Work instruction - Counting only lines that contain the string "list", how many are there in the data? Say the number alone.

Data for this task -
//! Field extraction strategies.
//!
//! Stored documents drift in shape over time, so each derived field has an
//! ordered list of strategies. Each strategy looks in one place and returns
//! `None` when the field is not there or not usable; the first `Some` wins.

use crate::source::document::RawDocument;
use chrono::{DateTime, NaiveDate, NaiveDateTime, NaiveTime, SubsecRound};
use serde_json::Value;

pub type Strategy<T> = fn(&RawDocument) -> Option<T>;

/// Runs `strategies` in order and returns the first value found.
pub fn first_success<T>(document: &RawDocument, strategies: &[Strategy<T>]) -> Option<T> {
    strategies.iter().find_map(|strategy| strategy(document))
}

pub const TIMESTAMP_STRATEGIES: &[Strategy<NaiveDateTime>] = &[
    timestamp_from_ts,
    timestamp_from_date_string,
    timestamp_from_number_long,
    timestamp_from_date_millis,
];

/// `ts` holding a datetime string.
fn timestamp_from_ts(document: &RawDocument) -> Option<NaiveDateTime> {
    document.get("ts")?.as_str().and_then(parse_datetime_str)
}

/// `ts.$date` holding a datetime string (relaxed Extended JSON).
fn timestamp_from_date_string(document: &RawDocument) -> Option<NaiveDateTime> {
    document.get("ts.$date")?.as_str().and_then(parse_datetime_str)
}

/// `ts.$date.$numberLong` holding epoch milliseconds (canonical Extended JSON).
fn timestamp_from_number_long(document: &RawDocument) -> Option<NaiveDateTime> {
    let value = document.get("ts.$date.$numberLong")?;
    let millis = match value {
        Value::String(s) => s.trim().parse::<i64>().ok()?,
        Value::Number(n) => n.as_i64()?,
        _ => return None,
    };
    from_epoch_millis(millis)
}

/// `ts.$date` holding epoch milliseconds as a plain integer.
fn timestamp_from_date_millis(document: &RawDocument) -> Option<NaiveDateTime> {
    document.get("ts.$date")?.as_i64().and_then(from_epoch_millis)
}

pub fn from_epoch_millis(millis: i64) -> Option<NaiveDateTime> {
    DateTime::from_timestamp_millis(millis).map(|dt| dt.naive_utc())
}

const NAIVE_FORMATS: [&str; 4] = [
    "%Y-%m-%dT%H:%M:%S%.f",
    "%Y-%m-%d %H:%M:%S%.f",
    "%Y-%m-%dT%H:%M",
    "%Y-%m-%d %H:%M",
];

/// Parses a datetime string into naive UTC at millisecond precision.
///
/// Strings with an offset are converted to UTC; strings without one are taken
/// as UTC already. A bare date means midnight.
///
/// # Examples
///
/// ```
/// use weather_dashboard::parse_datetime_str;
///
/// let a = parse_datetime_str("2023-06-01T12:30:00+02:00").unwrap();
/// let b = parse_datetime_str("2023-06-01 10:30:00").unwrap();
/// assert_eq!(a, b);
/// assert!(parse_datetime_str("yesterday").is_none());
/// ```
pub fn parse_datetime_str(text: &str) -> Option<NaiveDateTime> {
    let text = text.trim();
    if let Ok(dt) = DateTime::parse_from_rfc3339(text) {
        return Some(dt.naive_utc().trunc_subsecs(3));
    }
    if let Ok(dt) = DateTime::parse_from_str(text, "%Y-%m-%dT%H:%M:%S%.f%z") {
        return Some(dt.naive_utc().trunc_subsecs(3));
    }
    NAIVE_FORMATS
        .iter()
        .find_map(|format| NaiveDateTime::parse_from_str(text, format).ok())
        .or_else(|| {
            NaiveDate::parse_from_str(text, "%Y-%m-%d")
                .ok()
                .map(|date| date.and_time(NaiveTime::MIN))
        })
        .map(|dt| dt.trunc_subsecs(3))
}

/// `position.coordinates` as `[longitude, latitude]`, returned as `(latitude, longitude)`.
///
/// The list must hold exactly two finite numbers. Their values are not range checked.
pub fn coordinates(document: &RawDocument) -> Option<(f64, f64)> {
    let pair = document.get("position.coordinates")?.as_array()?;
    let [longitude, latitude] = pair.as_slice() else {
        return None;
    };
    Some((coerce_f64(latitude)?, coerce_f64(longitude)?))
}

const EXTENDED_JSON_NUMBERS: [&str; 4] =
    ["$numberDouble", "$numberInt", "$numberLong", "$numberDecimal"];

/// Coerces a JSON value to a finite `f64`.
///
/// Numbers, numeric strings and Extended JSON number wrappers are accepted.
/// Everything else, including `NaN` and infinities, yields `None`.
pub fn coerce_f64(value: &Value) -> Option<f64> {
    let number = match value {
        Value::Number(n) => n.as_f64(),
        Value::String(s) => s.trim().parse::<f64>().ok(),
        Value::Object(fields) if fields.len() == 1 => EXTENDED_JSON_NUMBERS
            .iter()
            .find_map(|key| fields.get(*key))
            .filter(|inner| !inner.is_object())
            .and_then(coerce_f64),
        _ => None,
    };
    number.filter(|n| n.is_finite())
}

#[cfg(test)]
mod tests {
    use super::*;
    use serde_json::json;

    fn doc(value: Value) -> RawDocument {
        RawDocument::try_from(value).unwrap()
    }

    fn dt(y: i32, m: u32, d: u32, h: u32, mi: u32, s: u32) -> NaiveDateTime {
        NaiveDate::from_ymd_opt(y, m, d)
            .unwrap()
            .and_hms_opt(h, mi, s)
            .unwrap()
    }

    #[test]
    fn test_timestamp_direct_string() {
        let d = doc(json!({"ts": "2023-10-26T14:00:00Z"}));
        assert_eq!(
            first_success(&d, TIMESTAMP_STRATEGIES),
            Some(dt(2023, 10, 26, 14, 0, 0))
        );
    }

    #[test]
    fn test_timestamp_number_long() {
        // 2023-11-14T22:13:20Z
        let d = doc(json!({"ts": {"$date": {"$numberLong": "1700000000000"}}}));
        assert_eq!(
            first_success(&d, TIMESTAMP_STRATEGIES),
            Some(dt(2023, 11, 14, 22, 13, 20))
        );
        let d = doc(json!({"ts": {"$date": {"$numberLong": 1700000000000i64}}}));
        assert_eq!(
            first_success(&d, TIMESTAMP_STRATEGIES),
            Some(dt(2023, 11, 14, 22, 13, 20))
        );
    }

    #[test]
    fn test_timestamp_extended_json_variants() {
        let d = doc(json!({"ts": {"$date": "1984-03-05T13:00:00.000Z"}}));
        assert_eq!(
            first_success(&d, TIMESTAMP_STRATEGIES),
            Some(dt(1984, 3, 5, 13, 0, 0))
        );
        let d = doc(json!({"ts": {"$date": 0}}));
        assert_eq!(
            first_success(&d, TIMESTAMP_STRATEGIES),
            Some(dt(1970, 1, 1, 0, 0, 0))
        );
    }

    #[test]
    fn test_timestamp_direct_wins_over_nested() {
        // A direct string is preferred even when a nested form is also present.
        let d = doc(json!({"ts": "2020-01-01T00:00:00Z", "other": {"$date": 0}}));
        assert_eq!(
            first_success(&d, TIMESTAMP_STRATEGIES),
            Some(dt(2020, 1, 1, 0, 0, 0))
        );
    }

    #[test]
    fn test_timestamp_unusable() {
        for value in [
            json!({}),
            json!({"ts": "not a date"}),
            json!({"ts": true}),
            json!({"ts": {"$date": {"$numberLong": "abc"}}}),
            json!({"ts": {"$date": null}}),
        ] {
            assert_eq!(first_success(&doc(value.clone()), TIMESTAMP_STRATEGIES), None, "{value}");
        }
    }

    #[test]
    fn test_parse_datetime_formats() {
        assert_eq!(
            parse_datetime_str("2023-01-02 03:04:05"),
            Some(dt(2023, 1, 2, 3, 4, 5))
        );
        assert_eq!(
            parse_datetime_str(" 2023-01-02T03:04 "),
            Some(dt(2023, 1, 2, 3, 4, 0))
        );
        assert_eq!(
            parse_datetime_str("2023-01-02"),
            Some(dt(2023, 1, 2, 0, 0, 0))
        );
        assert_eq!(
            parse_datetime_str("2023-01-02T03:04:05+0100"),
            Some(dt(2023, 1, 2, 2, 4, 5))
        );
    }

    #[test]
    fn test_parse_datetime_truncates_to_millis() {
        let parsed = parse_datetime_str("2023-01-02T03:04:05.123456789Z").unwrap();
        let expected = dt(2023, 1, 2, 3, 4, 5)
            .checked_add_signed(chrono::Duration::milliseconds(123))
            .unwrap();
        assert_eq!(parsed, expected);
    }

    #[test]
    fn test_coordinates_lon_lat_order() {
        let d = doc(json!({"position": {"type": "Point", "coordinates": [-47.9, 47.6]}}));
        assert_eq!(coordinates(&d), Some((47.6, -47.9)));
    }

    #[test]
    fn test_coordinates_malformed() {
        for value in [
            json!({}),
            json!({"position": {}}),
            json!({"position": {"coordinates": "1,2"}}),
            json!({"position": {"coordinates": [1.0]}}),
            json!({"position": {"coordinates": [1.0, 2.0, 3.0]}}),
            json!({"position": {"coordinates": [1.0, "north"]}}),
            json!({"position": {"coordinates": [1.0, null]}}),
            json!({"position": {"coordinates": [{"$numberDouble": "NaN"}, 2.0]}}),
        ] {
            assert_eq!(coordinates(&doc(value.clone())), None, "{value}");
        }
    }

    #[test]
    fn test_coordinates_out_of_range_are_kept() {
        let d = doc(json!({"position": {"coordinates": [10.0, 95.0]}}));
        assert_eq!(coordinates(&d), Some((95.0, 10.0)));
        let d = doc(json!({"position": {"coordinates": [200.0, 10.0]}}));
        assert_eq!(coordinates(&d), Some((10.0, 200.0)));
    }

    #[test]
    fn test_coerce_f64() {
        assert_eq!(coerce_f64(&json!(12.5)), Some(12.5));
        assert_eq!(coerce_f64(&json!(-3)), Some(-3.0));
        assert_eq!(coerce_f64(&json!(" 7.25 ")), Some(7.25));
        assert_eq!(coerce_f64(&json!("1e3")), Some(1000.0));
        assert_eq!(coerce_f64(&json!({"$numberDouble": "21.5"})), Some(21.5));
        assert_eq!(coerce_f64(&json!({"$numberInt": 4})), Some(4.0));
        assert_eq!(coerce_f64(&json!("bad")), None);
        assert_eq!(coerce_f64(&json!("")), None);
        assert_eq!(coerce_f64(&json!("NaN")), None);
        assert_eq!(coerce_f64(&json!("inf")), None);
        assert_eq!(coerce_f64(&json!(null)), None);
        assert_eq!(coerce_f64(&json!(true)), None);
        assert_eq!(coerce_f64(&json!([1.0])), None);
        assert_eq!(coerce_f64(&json!({"value": 1.0})), None);
        assert_eq!(coerce_f64(&json!({"$numberDouble": {"$numberDouble": "1"}})), None);
    }
}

Solution below - 2